Recently I was privileged to visit the Due West Elementary School Garden in Cobb County, Georgia. The garden program is coordinated by Ms. Rita Fullick, a UGA Extension Cobb Master Gardener. She has been working with the program for four years and her enthusiasm is evident.
Due West Elementary School currently has 640 students. The school garden is spread out around the property. There is a sensory garden for the k-1st graders, a garden devoted to the importance of water, a pollinator garden, a wildlife habitat garden, and vegetable garden plots.
The Math Garden
In the Math Garden the learning can be endless. Using a scale to measure soil weight or children’s weight. How much we can carry?
How far apart do we plant? How Deep … both in metric and standard measurements. How high is it growing? How many flowers or vegetables are planted?

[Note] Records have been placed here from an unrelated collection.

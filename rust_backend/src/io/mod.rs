//! Reference data loading utilities.
//!
//! This module combines the table parsers with validation and fingerprinting
//! and produces the immutable [`ReferenceData`](crate::core::ReferenceData)
//! the engine is built on. Tables are loaded once at startup.
//!
//! # Example
//!
//! ```no_run
//! use dawn_calendar::io::loaders::ReferenceLoader;
//! use std::path::Path;
//!
//! let result = ReferenceLoader::load_from_files(
//!     Path::new("data/full_moon_times.csv"),
//!     Path::new("data/new_years_day.csv"),
//! )
//! .expect("Failed to load");
//! println!("Loaded {} full moons", result.data.full_moons.len());
//! ```

pub mod checksum;
pub mod loaders;

#[cfg(test)]
mod loaders_tests;

pub use loaders::{write_reference_csv, ReferenceLoadResult, ReferenceLoader, TableStats};
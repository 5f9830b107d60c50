//! Core domain models for the dawn calendar.
//!
//! This module defines the value types shared by every service: locations,
//! resolved twilight events, month and year structures, the tabulated
//! reference series and the engine's error type.

pub mod domain;
pub mod error;
pub mod reference;

pub use domain::{AstronomicalEvent, Confidence, DayCount, EventKind, Location, LunarMonth, YearCycle};
pub use error::{CalendarError, CalendarResult, SeriesKind};
pub use reference::{ReferenceData, ReferenceSeries};
//! Data Transfer Objects (DTOs).
//!
//! DTOs are the flat, wire-facing projection of the entities: relations are
//! carried as identifiers only. Field names serialize in camelCase
//! (`districtId`, `socialSecurityNumber`, `dateTime`, ...).

mod customer_dto;
mod location_dto;
mod product_dto;
mod purchase_dto;

pub use customer_dto::*;
pub use location_dto::*;
pub use product_dto::*;
pub use purchase_dto::*;

use serde::{de::DeserializeOwned, Serialize};
use storefront_core::EntityId;
use validator::Validate;

/// Behaviour shared by every transfer object.
pub trait Dto: Validate + Serialize + DeserializeOwned + Send + Sync + 'static {
    /// Identifier of the projected entity, `None` if not yet persisted.
    fn id(&self) -> Option<EntityId>;

    /// Drops client-supplied identities before an insert.
    fn clear_ids(&mut self);
}
use super::{duplicate_value, still_referenced, taken_by_other, EntityRules};
use async_trait::async_trait;
use std::sync::Arc;
use storefront_core::{City, Entity, EntityKind, StorefrontResult};
use storefront_repository::CatalogQueries;

/// City names are unique, and a city with customers cannot be deleted.
pub struct CityRules {
    queries: Arc<dyn CatalogQueries>,
}

impl CityRules {
    pub fn new(queries: Arc<dyn CatalogQueries>) -> Self {
        Self { queries }
    }
}

#[async_trait]
impl EntityRules<City> for CityRules {
    async fn before_save(&self, city: &City) -> StorefrontResult<()> {
        let same_name = self.queries.find_cities_by_name(city.name()).await?;
        if taken_by_other(city, &same_name) {
            return Err(duplicate_value(EntityKind::City, "name"));
        }
        Ok(())
    }

    async fn before_delete(&self, city: &City) -> StorefrontResult<()> {
        let Some(id) = city.id() else {
            return Ok(());
        };

        if !self.queries.find_customers_by_city_id(id).await?.is_empty() {
            return Err(still_referenced(EntityKind::City, EntityKind::Customer));
        }
        Ok(())
    }
}
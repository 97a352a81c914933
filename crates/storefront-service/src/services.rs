//! Wiring of the per-entity CRUD services.

use crate::crud_service::CrudService;
use crate::dto::{CityDto, CustomerDto, DistrictDto, ProductDto, PurchaseDto};
use crate::mappers::{CityMapper, CustomerMapper, DistrictMapper, ProductMapper, PurchaseMapper};
use crate::r#impl::CrudServiceImpl;
use crate::rules::{CityRules, CustomerRules, DistrictRules, ProductRules, PurchaseRules};
use std::sync::Arc;
use storefront_config::AppConfig;
use storefront_core::{City, Customer, District, Product, Purchase, Resolver};
use storefront_repository::{CatalogQueries, InMemoryStore};
use tracing::info;

pub type DistrictService = dyn CrudService<District, DistrictDto>;
pub type CityService = dyn CrudService<City, CityDto>;
pub type CustomerService = dyn CrudService<Customer, CustomerDto>;
pub type ProductService = dyn CrudService<Product, ProductDto>;
pub type PurchaseService = dyn CrudService<Purchase, PurchaseDto>;

/// One CRUD service per aggregate, sharing a single store.
#[derive(Clone)]
pub struct StorefrontServices {
    pub districts: Arc<DistrictService>,
    pub cities: Arc<CityService>,
    pub customers: Arc<CustomerService>,
    pub products: Arc<ProductService>,
    pub purchases: Arc<PurchaseService>,
}

impl StorefrontServices {
    /// Builds the services on top of an in-memory store.
    #[must_use]
    pub fn in_memory(store: &InMemoryStore, config: &AppConfig) -> Self {
        let resolver: Arc<dyn Resolver> = Arc::new(store.clone());
        let queries: Arc<dyn CatalogQueries> = Arc::new(store.clone());

        info!(
            enforce_stock_check = config.inventory.enforce_stock_check,
            warn_on_ignored_changes = config.mapping.warn_on_ignored_changes,
            "Building storefront services"
        );

        Self {
            districts: Arc::new(
                CrudServiceImpl::<_, DistrictDto, _, _>::new(store.districts(), Arc::clone(&resolver), DistrictMapper)
                    .with_rules(Arc::new(DistrictRules::new(Arc::clone(&queries)))),
            ),
            cities: Arc::new(
                CrudServiceImpl::<_, CityDto, _, _>::new(store.cities(), Arc::clone(&resolver), CityMapper)
                    .with_rules(Arc::new(CityRules::new(Arc::clone(&queries)))),
            ),
            customers: Arc::new(
                CrudServiceImpl::<_, CustomerDto, _, _>::new(store.customers(), Arc::clone(&resolver), CustomerMapper)
                    .with_rules(Arc::new(CustomerRules::new(Arc::clone(&queries)))),
            ),
            products: Arc::new(
                CrudServiceImpl::<_, ProductDto, _, _>::new(store.products(), Arc::clone(&resolver), ProductMapper)
                    .with_rules(Arc::new(ProductRules::new(Arc::clone(&queries)))),
            ),
            purchases: Arc::new(
                CrudServiceImpl::<_, PurchaseDto, _, _>::new(
                    store.purchases(),
                    Arc::clone(&resolver),
                    PurchaseMapper::from_config(&config.mapping),
                )
                .with_rules(Arc::new(PurchaseRules::new(Arc::clone(&resolver), &config.inventory))),
            ),
        }
    }
}
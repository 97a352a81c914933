//! CRUD service trait definition.

use crate::dto::Dto;
use async_trait::async_trait;
use storefront_core::{Entity, EntityId, Interface, StorefrontResult};

/// Generic create/read/update/delete service over one entity type and its
/// transfer object.
#[async_trait]
pub trait CrudService<E: Entity, D: Dto>: Interface + Send + Sync {
    /// Creates a new entity. Any identity in `dto` is discarded.
    async fn insert(&self, dto: D) -> StorefrontResult<D>;

    /// Updates the entity stored under `id`.
    ///
    /// Fails with a conflict when the DTO identifies a different entity.
    async fn update(&self, id: EntityId, dto: D) -> StorefrontResult<D>;

    /// Gets an entity by ID.
    async fn find_by_id(&self, id: EntityId) -> StorefrontResult<Option<E>>;

    /// Gets the DTO of an entity by ID, failing when it does not exist.
    async fn find_dto_by_id(&self, id: EntityId) -> StorefrontResult<D>;

    /// Lists all entities.
    async fn find_all(&self) -> StorefrontResult<Vec<E>>;

    /// Deletes an entity. Returns `false` when nothing was stored under `id`.
    async fn delete_by_id(&self, id: EntityId) -> StorefrontResult<bool>;

    /// Human readable name of the managed entity type.
    fn entity_name(&self) -> &'static str {
        E::KIND.as_str()
    }
}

Sound like math to you? Counting the number of weeds pulled and the number of rolly pollys collected is understanding the relationship between numbers and quantities. This connects counting to real life.
Did I mention that as the children are working and learning in the garden they are playing in dirt?
There is also an outdoor auditorium. The entire school property is a wonderful space for outdoor learning. The date I visited the students were getting ready for a soil experiment.
The principal, Ms. Peggy Fleming, feels that every student should garden. Ms. Jan Divelbliss, the school science specialist, is also on board with the school garden. The school support is the biggest part of the school garden’s success. Parent involvement is also crucial. Ms. Fullick has a group of involved parents she calls Garden Angels. In addition to assisting during the school year, Garden Angel families volunteer to help keep the gardens in order during the summer months when school is out.
Ms. Fullick gave two pieces of advice she says could help any school garden. First, engage community partners. Don’t be afraid to ask local businesses to be a part of the garden. Visit the businesses in person and don’t be shy about asking for donations. Also, find local experts to provide programs for the students. A representative from the local water department helped the students in developing a rain barrel system.
Secondly, provide signage for the teachers. Some teachers are intimidated with the garden subjects and teaching outdoors. Having signage to guide them encourages more teachers to actually use the garden.
We thank Ms. Fullick for the tour and for the words of wisdom. Due West Elementary is fortunate to have her and we wish them a wonderful school year!